Now it suddenly makes a big difference how one defines “bubble”.  Using Smith’s definition (a bubble is simply a big rise and fall in price), McAfee’s comment seems ridiculous.  But if we use the more common definition that I prefer, and which McAfee probably prefers, and which Smith seems to implicitly have in mind in other portions of his column, then McAfee’s comment seem eminently defensible.  I don’t know if Bitcoin was overvalued at $16,600 in 2018.  But given its current price, McAfee’s 2018 claim certainly doesn’t look ridiculous.  I interpret McAfee as saying Bitcoin prices are highly volatile, but we cannot predict where they will move over the long run.  And that’s true!  In contrast, an asset in the midst of a speculative bubble is a poor long-term investment, more likely to fall in the long run.

[To be clear, while I agree with McAfee that bubbles don’t exist, I find his explanation to be flawed.  They are not “mathematically impossible in the new paradigm”; rather they don’t exist for Efficient Market Hypothesis reasons.]

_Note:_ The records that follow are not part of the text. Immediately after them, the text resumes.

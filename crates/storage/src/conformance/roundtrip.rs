use super::{ids, make_snapshot, week_one, TestResult};
use crate::{Cell, SnapshotStore};

pub(super) fn run_roundtrip_tests<S, F>(factory: &F) -> Vec<TestResult>
where
    S: SnapshotStore,
    F: Fn() -> S,
{
    vec![
        TestResult::from_result(
            "roundtrip",
            "persisted_snapshot_loads_unchanged",
            persisted_snapshot_loads_unchanged(factory),
        ),
        TestResult::from_result(
            "roundtrip",
            "missing_numeric_stays_missing",
            missing_numeric_stays_missing(factory),
        ),
        TestResult::from_result(
            "roundtrip",
            "row_order_is_preserved",
            row_order_is_preserved(factory),
        ),
        TestResult::from_result(
            "roundtrip",
            "empty_snapshot_round_trips",
            empty_snapshot_round_trips(factory),
        ),
    ]
}

// ── Test implementations ──────────────────────────────────────────────────────

/// persist_current then load_current yields an equal snapshot.
fn persisted_snapshot_loads_unchanged<S, F>(factory: &F) -> Result<(), String>
where
    S: SnapshotStore,
    F: Fn() -> S,
{
    let mut s = factory();
    s.persist_current(&week_one()).map_err(|e| e.to_string())?;
    let loaded = s
        .load_current()
        .map_err(|e| e.to_string())?
        .ok_or("current generation missing after persist")?;
    if loaded != week_one() {
        return Err(format!("round trip changed snapshot: {:?}", loaded));
    }
    Ok(())
}

/// A missing numeric value must not come back as zero.
fn missing_numeric_stays_missing<S, F>(factory: &F) -> Result<(), String>
where
    S: SnapshotStore,
    F: Fn() -> S,
{
    let mut s = factory();
    s.persist_initial(&week_one()).map_err(|e| e.to_string())?;
    let loaded = s
        .load_previous()
        .map_err(|e| e.to_string())?
        .ok_or("previous generation missing after persist")?;
    match loaded.cell("NCT002", "Enrollment") {
        Some(Cell::Numeric(None)) => Ok(()),
        other => Err(format!("expected missing enrollment, got {:?}", other)),
    }
}

/// Rows load back in the order they were persisted.
fn row_order_is_preserved<S, F>(factory: &F) -> Result<(), String>
where
    S: SnapshotStore,
    F: Fn() -> S,
{
    let mut s = factory();
    let snapshot = make_snapshot(&[
        ("NCT900", "z", "Recruiting", Some(1.0)),
        ("NCT100", "a", "Recruiting", Some(2.0)),
        ("NCT500", "m", "Recruiting", Some(3.0)),
    ]);
    s.persist_current(&snapshot).map_err(|e| e.to_string())?;
    let loaded = s
        .load_current()
        .map_err(|e| e.to_string())?
        .ok_or("current generation missing after persist")?;
    if ids(&loaded) != ids(&snapshot) {
        return Err(format!(
            "expected order {:?}, got {:?}",
            ids(&snapshot),
            ids(&loaded)
        ));
    }
    Ok(())
}

/// A snapshot with zero rows still persists and loads as a generation.
fn empty_snapshot_round_trips<S, F>(factory: &F) -> Result<(), String>
where
    S: SnapshotStore,
    F: Fn() -> S,
{
    let mut s = factory();
    let empty = make_snapshot(&[]);
    s.persist_current(&empty).map_err(|e| e.to_string())?;
    let loaded = s
        .load_current()
        .map_err(|e| e.to_string())?
        .ok_or("empty generation was not persisted")?;
    if loaded != empty {
        return Err(format!("expected empty snapshot, got {:?}", loaded));
    }
    Ok(())
}
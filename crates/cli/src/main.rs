mod assets;
mod commands;
mod config;
mod registry;

use std::path::PathBuf;

use clap::{Parser, Subcommand, ValueEnum};
use tracing_subscriber::EnvFilter;

use commands::pull::PullArgs;

/// Output format for CLI responses.
#[derive(Debug, Clone, Copy, PartialEq, Eq, ValueEnum)]
pub(crate) enum OutputFormat {
    Text,
    Json,
}

/// Clinical trial registry change tracker.
#[derive(Parser)]
#[command(
    name = "trialwatch",
    version,
    about = "Clinical trial registry change tracker"
)]
struct Cli {
    /// Output format (text or json)
    #[arg(long, global = true, default_value = "text", value_enum)]
    output: OutputFormat,

    /// Suppress non-essential output
    #[arg(long, global = true)]
    quiet: bool,

    /// Log progress to stderr (RUST_LOG takes precedence)
    #[arg(long, short, global = true)]
    verbose: bool,

    #[command(subcommand)]
    command: Commands,
}

#[derive(Subcommand)]
enum Commands {
    /// Pull trials for every tracked term, persist the snapshot, and report changes
    Pull {
        /// Query term to track; repeatable, appended to configured terms
        #[arg(long = "term", value_name = "TERM")]
        terms: Vec<String>,
        /// Asset list file (CSV with an "Asset" column, or one term per line)
        #[arg(long)]
        assets: Option<PathBuf>,
        /// Config file (defaults to ./trialwatch.toml when present)
        #[arg(long)]
        config: Option<PathBuf>,
        /// Path of the previous snapshot generation
        #[arg(long)]
        previous: Option<PathBuf>,
        /// Path of the current snapshot generation
        #[arg(long)]
        current: Option<PathBuf>,
        /// Directory for dated change reports
        #[arg(long)]
        report_dir: Option<PathBuf>,
    },

    /// Compare two persisted snapshots
    Diff {
        /// Path to the previous snapshot CSV
        previous: PathBuf,
        /// Path to the current snapshot CSV
        current: PathBuf,
        /// Also write the change report to this path
        #[arg(long)]
        report: Option<PathBuf>,
    },
}

fn main() {
    let cli = Cli::parse();
    init_logging(cli.verbose);

    match cli.command {
        Commands::Pull {
            terms,
            assets,
            config,
            previous,
            current,
            report_dir,
        } => {
            commands::pull::cmd_pull(
                PullArgs {
                    terms,
                    assets,
                    config,
                    previous,
                    current,
                    report_dir,
                },
                cli.output,
                cli.quiet,
            );
        }
        Commands::Diff {
            previous,
            current,
            report,
        } => {
            commands::diff::cmd_diff(&previous, &current, report.as_deref(), cli.output, cli.quiet);
        }
    }
}

/// Logs go to stderr so stdout stays reserved for command output.
fn init_logging(verbose: bool) {
    let fallback = if verbose { "info" } else { "warn" };
    let filter = EnvFilter::try_from_default_env().unwrap_or_else(|_| EnvFilter::new(fallback));
    tracing_subscriber::fmt()
        .with_env_filter(filter)
        .with_writer(std::io::stderr)
        .with_target(false)
        .init();
}

pub(crate) fn report_error(msg: &str, output: OutputFormat, quiet: bool) {
    if quiet {
        return;
    }
    match output {
        OutputFormat::Text => eprintln!("{}", msg),
        OutputFormat::Json => {
            eprintln!("{}", serde_json::json!({ "error": msg }));
        }
    }
}
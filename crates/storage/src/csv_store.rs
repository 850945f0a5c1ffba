use std::fs::{self, File};
use std::io::{self, Read, Write};
use std::path::{Path, PathBuf};

use tempfile::NamedTempFile;

use crate::error::{SnapshotError, StorageError};
use crate::record::{Cell, Column, Snapshot, TableSchema};
use crate::traits::{History, SnapshotStore};

/// Snapshot store backed by two CSV files, one per generation.
///
/// Each file has a header row; the identifier column comes first and the
/// remaining columns follow in snapshot order. Missing numeric values are
/// written as empty cells.
#[derive(Debug, Clone)]
pub struct CsvSnapshotStore {
    previous: PathBuf,
    current: PathBuf,
    schema: TableSchema,
}

impl CsvSnapshotStore {
    pub fn new(previous: impl Into<PathBuf>, current: impl Into<PathBuf>, schema: TableSchema) -> Self {
        Self {
            previous: previous.into(),
            current: current.into(),
            schema,
        }
    }

    /// Fail when both generations name the same file.
    fn ensure_distinct(&self) -> Result<(), StorageError> {
        let same = self.previous == self.current
            || matches!(
                (fs::canonicalize(&self.previous), fs::canonicalize(&self.current)),
                (Ok(a), Ok(b)) if a == b
            );
        if same {
            return Err(StorageError::SharedGeneration {
                path: self.current.clone(),
            });
        }
        Ok(())
    }

    fn load(&self, path: &Path) -> Result<Option<Snapshot>, StorageError> {
        match File::open(path) {
            Ok(file) => read_snapshot_from(file, path, &self.schema).map(Some),
            Err(e) if e.kind() == io::ErrorKind::NotFound => Ok(None),
            Err(source) => Err(StorageError::Io {
                path: path.to_path_buf(),
                source,
            }),
        }
    }
}

impl SnapshotStore for CsvSnapshotStore {
    fn history(&self) -> Result<History, StorageError> {
        self.ensure_distinct()?;
        let previous = exists(&self.previous)?;
        let current = exists(&self.current)?;
        Ok(if previous || current {
            History::HasHistory {
                pending_rotation: current,
            }
        } else {
            History::NoHistory
        })
    }

    fn load_previous(&self) -> Result<Option<Snapshot>, StorageError> {
        self.load(&self.previous)
    }

    fn load_current(&self) -> Result<Option<Snapshot>, StorageError> {
        self.load(&self.current)
    }

    fn persist_initial(&mut self, snapshot: &Snapshot) -> Result<(), StorageError> {
        self.ensure_distinct()?;
        write_snapshot(&self.previous, snapshot)?;
        // A stale current file would otherwise be promoted over this one.
        match fs::remove_file(&self.current) {
            Ok(()) => tracing::warn!(path = %self.current.display(), "removed stale current snapshot"),
            Err(e) if e.kind() == io::ErrorKind::NotFound => {}
            Err(source) => {
                return Err(StorageError::Io {
                    path: self.current.clone(),
                    source,
                })
            }
        }
        tracing::info!(
            path = %self.previous.display(),
            rows = snapshot.len(),
            "initialized snapshot history"
        );
        Ok(())
    }

    fn persist_current(&mut self, snapshot: &Snapshot) -> Result<(), StorageError> {
        write_snapshot(&self.current, snapshot)?;
        tracing::info!(
            path = %self.current.display(),
            rows = snapshot.len(),
            "persisted current snapshot"
        );
        Ok(())
    }

    fn rotate(&mut self) -> Result<bool, StorageError> {
        self.ensure_distinct()?;
        // A single rename replaces the previous generation atomically.
        match fs::rename(&self.current, &self.previous) {
            Ok(()) => {
                tracing::info!(
                    from = %self.current.display(),
                    to = %self.previous.display(),
                    "rotated snapshot generations"
                );
                Ok(true)
            }
            Err(e) if e.kind() == io::ErrorKind::NotFound && !exists(&self.current)? => Ok(false),
            Err(source) => Err(StorageError::Rotation {
                from: self.current.clone(),
                to: self.previous.clone(),
                source,
            }),
        }
    }
}

fn exists(path: &Path) -> Result<bool, StorageError> {
    path.try_exists().map_err(|source| StorageError::Io {
        path: path.to_path_buf(),
        source,
    })
}

fn csv_error(path: &Path, err: csv::Error) -> StorageError {
    StorageError::Csv {
        path: path.to_path_buf(),
        message: err.to_string(),
    }
}

/// Read a persisted snapshot.
///
/// Column kinds come from `schema`; header columns the schema does not know
/// load as text so that a later diff can report the drift.
pub fn read_snapshot(path: &Path, schema: &TableSchema) -> Result<Snapshot, StorageError> {
    let file = File::open(path).map_err(|source| StorageError::Io {
        path: path.to_path_buf(),
        source,
    })?;
    read_snapshot_from(file, path, schema)
}

fn read_snapshot_from<R: Read>(
    reader: R,
    path: &Path,
    schema: &TableSchema,
) -> Result<Snapshot, StorageError> {
    let mut rdr = csv::Reader::from_reader(reader);
    let headers = rdr.headers().map_err(|e| csv_error(path, e))?.clone();

    let key_idx = headers
        .iter()
        .position(|h| h == schema.key_column)
        .ok_or_else(|| StorageError::MissingColumn {
            path: path.to_path_buf(),
            column: schema.key_column.clone(),
        })?;

    let columns: Vec<(usize, Column)> = headers
        .iter()
        .enumerate()
        .filter(|(i, _)| *i != key_idx)
        .map(|(i, name)| {
            let column = schema
                .column(name)
                .cloned()
                .unwrap_or_else(|| Column::text(name));
            (i, column)
        })
        .collect();

    let mut snapshot = Snapshot::with_columns(
        &schema.key_column,
        columns.iter().map(|(_, c)| c.clone()).collect(),
    );

    for (line, result) in rdr.records().enumerate() {
        let record = result.map_err(|e| csv_error(path, e))?;
        let id = record.get(key_idx).unwrap_or_default().trim();
        if id.is_empty() {
            tracing::warn!(
                path = %path.display(),
                line = line + 2,
                "skipping snapshot row without an identifier"
            );
            continue;
        }
        let cells = columns
            .iter()
            .map(|(i, column)| Cell::parse(record.get(*i).unwrap_or_default(), column))
            .collect();
        snapshot.insert(id, cells).map_err(|e| match e {
            SnapshotError::DuplicateIdentifier(id) => StorageError::DuplicateIdentifier {
                path: path.to_path_buf(),
                id,
            },
            other => StorageError::Snapshot(other),
        })?;
    }

    Ok(snapshot)
}

/// Write a snapshot as CSV.
///
/// The data goes to a temporary file next to `path` which is renamed over
/// `path` only once fully written and flushed.
pub fn write_snapshot(path: &Path, snapshot: &Snapshot) -> Result<(), StorageError> {
    let io_error = |source: io::Error| StorageError::Io {
        path: path.to_path_buf(),
        source,
    };

    let dir = match path.parent() {
        Some(p) if !p.as_os_str().is_empty() => p,
        _ => Path::new("."),
    };
    let mut tmp = NamedTempFile::new_in(dir).map_err(io_error)?;

    {
        let mut writer = csv::Writer::from_writer(tmp.as_file_mut());
        let header = std::iter::once(snapshot.key_column())
            .chain(snapshot.columns().iter().map(|c| c.name.as_str()));
        writer.write_record(header).map_err(|e| csv_error(path, e))?;
        for (id, cells) in snapshot.rows() {
            let row = std::iter::once(id.to_string()).chain(cells.iter().map(Cell::to_field));
            writer.write_record(row).map_err(|e| csv_error(path, e))?;
        }
        writer.flush().map_err(io_error)?;
    }
    tmp.as_file_mut().flush().map_err(io_error)?;
    tmp.as_file().sync_all().map_err(io_error)?;

    tmp.persist(path).map_err(|e| io_error(e.error))?;
    Ok(())
}
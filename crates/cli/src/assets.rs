//! Asset list files: the query terms a pull tracks.
//!
//! Two layouts are accepted. A `.csv` file must have an `Asset` header
//! column; every other column is ignored. Any other file is read as plain
//! text with one term per line, where blank lines and `#` comments are
//! skipped.

use std::path::Path;

use crate::config::{extend_terms, ConfigError};

pub const ASSET_COLUMN: &str = "Asset";

pub fn read_asset_terms(path: &Path) -> Result<Vec<String>, ConfigError> {
    let is_csv = path
        .extension()
        .is_some_and(|ext| ext.eq_ignore_ascii_case("csv"));
    let terms = if is_csv {
        read_csv_terms(path)?
    } else {
        read_text_terms(path)?
    };
    tracing::info!(path = %path.display(), terms = terms.len(), "read asset list");
    Ok(terms)
}

fn assets_error(path: &Path, message: impl ToString) -> ConfigError {
    ConfigError::Assets {
        path: path.to_path_buf(),
        message: message.to_string(),
    }
}

fn read_csv_terms(path: &Path) -> Result<Vec<String>, ConfigError> {
    let mut rdr = csv::Reader::from_path(path).map_err(|e| assets_error(path, e))?;
    let column = rdr
        .headers()
        .map_err(|e| assets_error(path, e))?
        .iter()
        .position(|h| h.trim() == ASSET_COLUMN)
        .ok_or_else(|| assets_error(path, format!("missing '{}' column", ASSET_COLUMN)))?;

    let mut terms = Vec::new();
    for record in rdr.records() {
        let record = record.map_err(|e| assets_error(path, e))?;
        extend_terms(&mut terms, record.get(column));
    }
    Ok(terms)
}

fn read_text_terms(path: &Path) -> Result<Vec<String>, ConfigError> {
    let content = std::fs::read_to_string(path).map_err(|e| assets_error(path, e))?;
    let mut terms = Vec::new();
    extend_terms(
        &mut terms,
        content.lines().filter(|l| !l.trim_start().starts_with('#')),
    );
    Ok(terms)
}
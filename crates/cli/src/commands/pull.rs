use std::path::PathBuf;
use std::process;

use time::OffsetDateTime;
use trialwatch_core::{run, trial_schema, JsonReportWriter};
use trialwatch_storage::CsvSnapshotStore;

use crate::assets::read_asset_terms;
use crate::config::{extend_terms, load_config, Config, ConfigError};
use crate::registry::RegistryClient;
use crate::{report_error, OutputFormat};

/// Command-line overrides for `trialwatch pull`.
#[derive(Debug, Default)]
pub(crate) struct PullArgs {
    pub terms: Vec<String>,
    pub assets: Option<PathBuf>,
    pub config: Option<PathBuf>,
    pub previous: Option<PathBuf>,
    pub current: Option<PathBuf>,
    pub report_dir: Option<PathBuf>,
}

impl PullArgs {
    /// Layer the flags over the config file and gather the query terms:
    /// configured terms, then the asset list, then `--term` values.
    fn resolve(self) -> Result<(Config, Vec<String>), ConfigError> {
        let mut config = load_config(self.config.as_deref())?;
        if let Some(path) = self.previous {
            config.snapshots.previous = path;
        }
        if let Some(path) = self.current {
            config.snapshots.current = path;
        }
        if let Some(dir) = self.report_dir {
            config.report.dir = dir;
        }
        if let Some(file) = self.assets {
            config.assets.file = Some(file);
        }
        if config.snapshots.previous == config.snapshots.current {
            return Err(ConfigError::SharedSnapshotPath {
                path: config.snapshots.current,
            });
        }

        let mut terms = Vec::new();
        extend_terms(&mut terms, &config.assets.terms);
        if let Some(file) = &config.assets.file {
            extend_terms(&mut terms, read_asset_terms(file)?);
        }
        extend_terms(&mut terms, &self.terms);

        if terms.is_empty() {
            return Err(ConfigError::NoTerms);
        }
        Ok((config, terms))
    }
}

pub(crate) fn cmd_pull(args: PullArgs, output: OutputFormat, quiet: bool) {
    let (config, terms) = match args.resolve() {
        Ok(resolved) => resolved,
        Err(e) => {
            report_error(&format!("error: {}", e), output, quiet);
            process::exit(1);
        }
    };
    tracing::info!(terms = ?terms, base_url = %config.registry.base_url, "pulling registry data");

    let mut client = RegistryClient::new(&config.registry.base_url, config.registry.page_size);
    let mut store = CsvSnapshotStore::new(
        config.snapshots.previous,
        config.snapshots.current,
        trial_schema(),
    );
    let writer = JsonReportWriter::dated(
        config.report.dir,
        config.report.prefix,
        OffsetDateTime::now_utc().date(),
    );

    let summary = match run(&terms, &mut client, &mut store, &writer) {
        Ok(summary) => summary,
        Err(e) => {
            report_error(&format!("pull failed: {}", e), output, quiet);
            process::exit(1);
        }
    };

    if !quiet {
        match output {
            OutputFormat::Json => {
                println!(
                    "{}",
                    serde_json::to_string_pretty(&summary).unwrap_or_default()
                );
            }
            OutputFormat::Text => {
                println!("{}", summary.to_text());
            }
        }
    }
}
use serde::{Deserialize, Serialize};
use trialwatch_storage::Cell;

use crate::schema::{placeholder, LIST_SEPARATOR};

/// One trial site.
#[derive(Debug, Clone, PartialEq, Default, Serialize, Deserialize)]
pub struct Location {
    pub city: Option<String>,
    pub country: Option<String>,
}

/// One clinical trial as retrieved from the registry.
///
/// Absent registry values stay `None` here; placeholder strings only appear
/// when the record is flattened into snapshot cells by [`TrialRecord::to_cells`].
#[derive(Debug, Clone, PartialEq, Default, Serialize, Deserialize)]
pub struct TrialRecord {
    pub nct_id: String,
    /// Query terms that surfaced this trial, in first-seen order, no repeats.
    pub origin_terms: Vec<String>,
    pub title: Option<String>,
    pub lead_sponsor: Option<String>,
    pub acronym: Option<String>,
    pub overall_status: Option<String>,
    pub enrollment: Option<f64>,
    pub start_date: Option<String>,
    /// `None` when the study has no conditions module at all.
    pub conditions: Option<Vec<String>>,
    pub interventions: Vec<Option<String>>,
    pub primary_outcomes: Vec<Option<String>>,
    pub secondary_outcomes: Vec<Option<String>>,
    pub locations: Vec<Location>,
    pub primary_completion_date: Option<String>,
    pub study_first_post_date: Option<String>,
    pub last_update_post_date: Option<String>,
    pub study_type: Option<String>,
    pub phases: Vec<String>,
}

impl TrialRecord {
    pub fn new(nct_id: impl Into<String>, origin_term: impl Into<String>) -> Self {
        Self {
            nct_id: nct_id.into(),
            origin_terms: vec![origin_term.into()],
            ..Self::default()
        }
    }

    /// The `Asset` column value.
    pub fn origin_label(&self) -> String {
        self.origin_terms.join(LIST_SEPARATOR)
    }

    /// Flatten into cells in [`VALUE_COLUMNS`](crate::schema::VALUE_COLUMNS) order.
    pub fn to_cells(&self) -> Vec<Cell> {
        vec![
            Cell::text(self.origin_label()),
            text_or(&self.title, placeholder::UNKNOWN),
            text_or(&self.lead_sponsor, placeholder::UNKNOWN_SPONSOR),
            text_or(&self.acronym, placeholder::UNKNOWN),
            text_or(&self.overall_status, placeholder::UNKNOWN),
            self.enrollment.map(Cell::number).unwrap_or_else(Cell::missing),
            text_or(&self.start_date, placeholder::UNKNOWN_DATE),
            Cell::text(self.conditions_label()),
            Cell::text(join_named(
                &self.interventions,
                placeholder::UNNAMED_INTERVENTION,
                placeholder::NO_INTERVENTIONS,
            )),
            Cell::text(join_named(
                &self.primary_outcomes,
                placeholder::UNNAMED_PRIMARY_OUTCOME,
                placeholder::NO_PRIMARY_OUTCOMES,
            )),
            Cell::text(join_named(
                &self.secondary_outcomes,
                placeholder::UNNAMED_SECONDARY_OUTCOME,
                placeholder::NO_SECONDARY_OUTCOMES,
            )),
            Cell::text(self.locations_label()),
            text_or(&self.primary_completion_date, placeholder::UNKNOWN_DATE),
            text_or(&self.study_first_post_date, placeholder::UNKNOWN_DATE),
            text_or(&self.last_update_post_date, placeholder::UNKNOWN_DATE),
            text_or(&self.study_type, placeholder::UNKNOWN),
            Cell::text(self.phases_label()),
        ]
    }

    fn conditions_label(&self) -> String {
        match &self.conditions {
            None => placeholder::NO_CONDITIONS_MODULE.to_string(),
            Some(list) if list.is_empty() => placeholder::NO_CONDITIONS.to_string(),
            Some(list) => list.join(LIST_SEPARATOR),
        }
    }

    fn locations_label(&self) -> String {
        if self.locations.is_empty() {
            return placeholder::NO_LOCATIONS.to_string();
        }
        self.locations
            .iter()
            .map(|loc| {
                format!(
                    "{} - {}",
                    loc.city.as_deref().unwrap_or(placeholder::NO_CITY),
                    loc.country.as_deref().unwrap_or(placeholder::NO_COUNTRY)
                )
            })
            .collect::<Vec<_>>()
            .join(LIST_SEPARATOR)
    }

    fn phases_label(&self) -> String {
        let joined = self.phases.join(LIST_SEPARATOR);
        if joined.is_empty() || joined == placeholder::NA_PHASE {
            placeholder::NO_PHASES.to_string()
        } else {
            joined
        }
    }
}

fn text_or(value: &Option<String>, fallback: &str) -> Cell {
    Cell::text(value.as_deref().unwrap_or(fallback))
}

fn join_named(items: &[Option<String>], unnamed: &str, empty: &str) -> String {
    if items.is_empty() {
        return empty.to_string();
    }
    items
        .iter()
        .map(|item| item.as_deref().unwrap_or(unnamed))
        .collect::<Vec<_>>()
        .join(LIST_SEPARATOR)
}
use super::{week_one, week_two, TestResult};
use crate::{History, SnapshotStore};

pub(super) fn run_history_tests<S, F>(factory: &F) -> Vec<TestResult>
where
    S: SnapshotStore,
    F: Fn() -> S,
{
    vec![
        TestResult::from_result(
            "history",
            "empty_store_has_no_history",
            empty_store_has_no_history(factory),
        ),
        TestResult::from_result(
            "history",
            "empty_store_loads_nothing",
            empty_store_loads_nothing(factory),
        ),
        TestResult::from_result(
            "history",
            "initial_persist_creates_history_without_rotation",
            initial_persist_creates_history_without_rotation(factory),
        ),
        TestResult::from_result(
            "history",
            "current_generation_marks_rotation_pending",
            current_generation_marks_rotation_pending(factory),
        ),
        TestResult::from_result(
            "history",
            "initial_persist_discards_stale_current",
            initial_persist_discards_stale_current(factory),
        ),
    ]
}

// ── Test implementations ──────────────────────────────────────────────────────

/// A fresh store reports `NoHistory`.
fn empty_store_has_no_history<S, F>(factory: &F) -> Result<(), String>
where
    S: SnapshotStore,
    F: Fn() -> S,
{
    let s = factory();
    let history = s.history().map_err(|e| e.to_string())?;
    if history != History::NoHistory {
        return Err(format!("expected NoHistory, got {:?}", history));
    }
    Ok(())
}

/// A fresh store has neither generation.
fn empty_store_loads_nothing<S, F>(factory: &F) -> Result<(), String>
where
    S: SnapshotStore,
    F: Fn() -> S,
{
    let s = factory();
    if s.load_previous().map_err(|e| e.to_string())?.is_some() {
        return Err("expected no previous generation".to_string());
    }
    if s.load_current().map_err(|e| e.to_string())?.is_some() {
        return Err("expected no current generation".to_string());
    }
    Ok(())
}

/// After `persist_initial` the store has history and nothing to rotate.
fn initial_persist_creates_history_without_rotation<S, F>(factory: &F) -> Result<(), String>
where
    S: SnapshotStore,
    F: Fn() -> S,
{
    let mut s = factory();
    s.persist_initial(&week_one()).map_err(|e| e.to_string())?;
    let history = s.history().map_err(|e| e.to_string())?;
    if history != (History::HasHistory { pending_rotation: false }) {
        return Err(format!(
            "expected HasHistory without pending rotation, got {:?}",
            history
        ));
    }
    if s.load_current().map_err(|e| e.to_string())?.is_some() {
        return Err("initial persist must not create a current generation".to_string());
    }
    Ok(())
}

/// Once a current generation exists, the next run must rotate.
fn current_generation_marks_rotation_pending<S, F>(factory: &F) -> Result<(), String>
where
    S: SnapshotStore,
    F: Fn() -> S,
{
    let mut s = factory();
    s.persist_initial(&week_one()).map_err(|e| e.to_string())?;
    s.persist_current(&week_two()).map_err(|e| e.to_string())?;
    let history = s.history().map_err(|e| e.to_string())?;
    if history != (History::HasHistory { pending_rotation: true }) {
        return Err(format!(
            "expected HasHistory with pending rotation, got {:?}",
            history
        ));
    }
    Ok(())
}

/// `persist_initial` leaves exactly one generation, even over a leftover current.
fn initial_persist_discards_stale_current<S, F>(factory: &F) -> Result<(), String>
where
    S: SnapshotStore,
    F: Fn() -> S,
{
    let mut s = factory();
    s.persist_current(&week_two()).map_err(|e| e.to_string())?;
    s.persist_initial(&week_one()).map_err(|e| e.to_string())?;
    if s.load_current().map_err(|e| e.to_string())?.is_some() {
        return Err("stale current generation survived persist_initial".to_string());
    }
    let history = s.history().map_err(|e| e.to_string())?;
    if history != (History::HasHistory { pending_rotation: false }) {
        return Err(format!(
            "expected HasHistory without pending rotation, got {:?}",
            history
        ));
    }
    Ok(())
}
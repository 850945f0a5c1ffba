use crate::error::StorageError;
use crate::record::Snapshot;
use crate::traits::{History, SnapshotStore};

/// In-process snapshot store. Holds both generations in memory; used for
/// dry runs and tests.
#[derive(Debug, Clone, Default)]
pub struct MemorySnapshotStore {
    previous: Option<Snapshot>,
    current: Option<Snapshot>,
}

impl MemorySnapshotStore {
    pub fn new() -> Self {
        Self::default()
    }

    /// A store that already holds the given generations.
    pub fn with_generations(previous: Option<Snapshot>, current: Option<Snapshot>) -> Self {
        Self { previous, current }
    }

    pub fn previous(&self) -> Option<&Snapshot> {
        self.previous.as_ref()
    }

    pub fn current(&self) -> Option<&Snapshot> {
        self.current.as_ref()
    }
}

impl SnapshotStore for MemorySnapshotStore {
    fn history(&self) -> Result<History, StorageError> {
        Ok(match (&self.previous, &self.current) {
            (None, None) => History::NoHistory,
            (_, current) => History::HasHistory {
                pending_rotation: current.is_some(),
            },
        })
    }

    fn load_previous(&self) -> Result<Option<Snapshot>, StorageError> {
        Ok(self.previous.clone())
    }

    fn load_current(&self) -> Result<Option<Snapshot>, StorageError> {
        Ok(self.current.clone())
    }

    fn persist_initial(&mut self, snapshot: &Snapshot) -> Result<(), StorageError> {
        self.previous = Some(snapshot.clone());
        self.current = None;
        Ok(())
    }

    fn persist_current(&mut self, snapshot: &Snapshot) -> Result<(), StorageError> {
        self.current = Some(snapshot.clone());
        Ok(())
    }

    fn rotate(&mut self) -> Result<bool, StorageError> {
        match self.current.take() {
            Some(current) => {
                self.previous = Some(current);
                Ok(true)
            }
            None => Ok(false),
        }
    }
}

Of course, if you define “bubble” as merely a sharp rise and fall in price, then bubbles do exist.  But I doubt that McAfee would deny that assets rise and fall in price. 

PS.  When I do a post arguing that bubbles don’t exist, I sometimes get commenters telling me they disagree with me because a bubble is nothing more than a sharp rise and fall in price.  But then exactly what are they disagreeing with?

PPS.  Smith spends a good portion of his column discussing why he doesn’t believe the big swings in the price of Bitcoin are justified by changing fundamentals.  I can’t comment, because I don’t really understand Bitcoin fundamentals.  But his claim has no bearing on the point I’m trying to make in this post—that it’s important not to let definitions distort a debate over substantive issues.

PPPS.  Commenters almost always ask me how I would test for the existence of bubble.  I’d look for evidence that, in the long run, the class of mutual funds that invest using “bubble theory principles” outperform index funds.  I define bubble theory principles as the buying of assets that the market currently prices at irrationally low levels and shorting assets that the market prices at irrationally high levels. 

You say that’s hard to do?  I agree!!